Nous avons à accepter que notre famille soit sauvée. A l’image des noces de Cana, où Jésus change l’eau en vin. Père Burgun nous y montre un jeu de miroir avec le
6ème jour de la Genèse, jour de la création d’Adam et Eve. Lors de ce mariage, Jésus, à la demande sa mère, sauve la communion des époux, prenant l’eau des jarres de
purification (où les gens se seraient lavés les mains et les pieds) et la changeant en vin, signe de la présence de Dieu et, depuis Jésus, symbole du sang versé pour notre salut.
Ainsi nous sommes invités à nous présenter à Dieu avec nos salissures, nos blessures. Il s’agit d’accepter de confier les blessures du couple à la Miséricorde du Seigneur.
« Jésus-Christ donne à tout baptisé un chemin de sainteté ». Père Burgun nous donne 3 conseils évangéliques: la chasteté (qui s’oppose au désir égoïste)
, la pauvreté (qui s’oppose à la recherche de l’accroissement de son propre patrimoine ) et l’obéissance (capacité à être interpellé, à écouter avec attention),
pour contrer l’apparition ou guérir de ces lieux de « cristallisations des crispations conjugales » que sont la sexualité, l’argent et les enfants.
Les conseils évangéliques orientent non pas vers le renoncement et l’abnégation, mais bien vers un don total dans l’amour, et l’épanouissement de l’homme et de la femme.

 

Les défis politiques.
Il existe un combat spirituel et politique autour de la famille. Et ces questions revisitées depuis des années ne sont pas qu’une histoire de droits et devoirs d’individualités,
mais bien des enjeux de société. Dans la mesure où notre société perd progressivement certains repères de la loi naturelle, les arguments pour la sauvegarde d’un modèle familial
traditionnel deviennent souvent irrecevables pour de nombreux esprits de notre temps.

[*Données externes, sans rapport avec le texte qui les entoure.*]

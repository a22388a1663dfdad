use serde::Serialize;
use tracing::{debug, info};

use crate::extract::labels::{FEMALE_NAME_ENDINGS, MALE_NAME_ENDINGS, MALE_NAME_EXCEPTIONS};
use crate::model::{FieldStatus, Gender, Sample, VoterRecord};

const MAX_SAMPLES: usize = 20;

#[derive(Debug, Clone, Default, PartialEq, Serialize)]
#[serde(rename_all = "camelCase")]
pub struct EnrichReport {
    pub records: usize,
    pub without_gender: usize,
    pub filled: usize,
    pub undecided: usize,
    pub undecided_samples: Vec<Sample>,
}

/// Guesses a gender from the ending of the first name token. Heuristic and
/// only used by the explicit enrichment pass.
pub fn gender_from_name(name: &str) -> Option<Gender> {
    let given = name.split_whitespace().next()?;
    if MALE_NAME_EXCEPTIONS.contains(&given) {
        return Some(Gender::Male);
    }
    if MALE_NAME_ENDINGS.iter().any(|ending| given.ends_with(ending)) {
        return Some(Gender::Male);
    }
    if FEMALE_NAME_ENDINGS.iter().any(|ending| given.ends_with(ending)) {
        return Some(Gender::Female);
    }
    // An inherent-vowel ending (bare consonant) is the common male pattern.
    given
        .chars()
        .last()
        .filter(|last| matches!(last, '\u{0915}'..='\u{0939}' | '\u{0958}'..='\u{095F}'))
        .map(|_| Gender::Male)
}

/// Fills absent genders from name endings and marks them inferred. Present
/// genders are never touched.
pub fn enrich_genders(records: &mut [VoterRecord]) -> EnrichReport {
    let mut report = EnrichReport {
        records: records.len(),
        ..EnrichReport::default()
    };

    for record in records.iter_mut().filter(|record| record.gender.is_none()) {
        report.without_gender += 1;
        match record.name.as_deref().and_then(gender_from_name) {
            Some(gender) => {
                debug!(
                    unique_serial = %record.unique_serial.as_deref().unwrap_or_default(),
                    gender = %gender,
                    "inferred gender from name"
                );
                record.gender = Some(gender);
                record.data_quality.gender = FieldStatus::Inferred;
                record.refresh_quality();
                report.filled += 1;
            }
            None => {
                report.undecided += 1;
                if report.undecided_samples.len() < MAX_SAMPLES {
                    report.undecided_samples.push(Sample {
                        location: record
                            .unique_serial
                            .clone()
                            .or_else(|| record.voter_id.clone())
                            .unwrap_or_default(),
                        detail: record.name.clone().unwrap_or_default(),
                    });
                }
            }
        }
    }

    info!(
        records = report.records,
        without_gender = report.without_gender,
        filled = report.filled,
        undecided = report.undecided,
        "gender enrichment finished"
    );
    report
}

Cela dit, le Père Burgun conclut sur une touche d’espérance: les jeunes, malgré tout ce que l’on peut dire, voir ou penser, gardent au coeur le désir de dire « Je t’aime » et pour toujours.
De plus, n’oublions pas que l’Eglise nous accompagne sur cette question primordiale grâce, notamment, au synode sur la famille.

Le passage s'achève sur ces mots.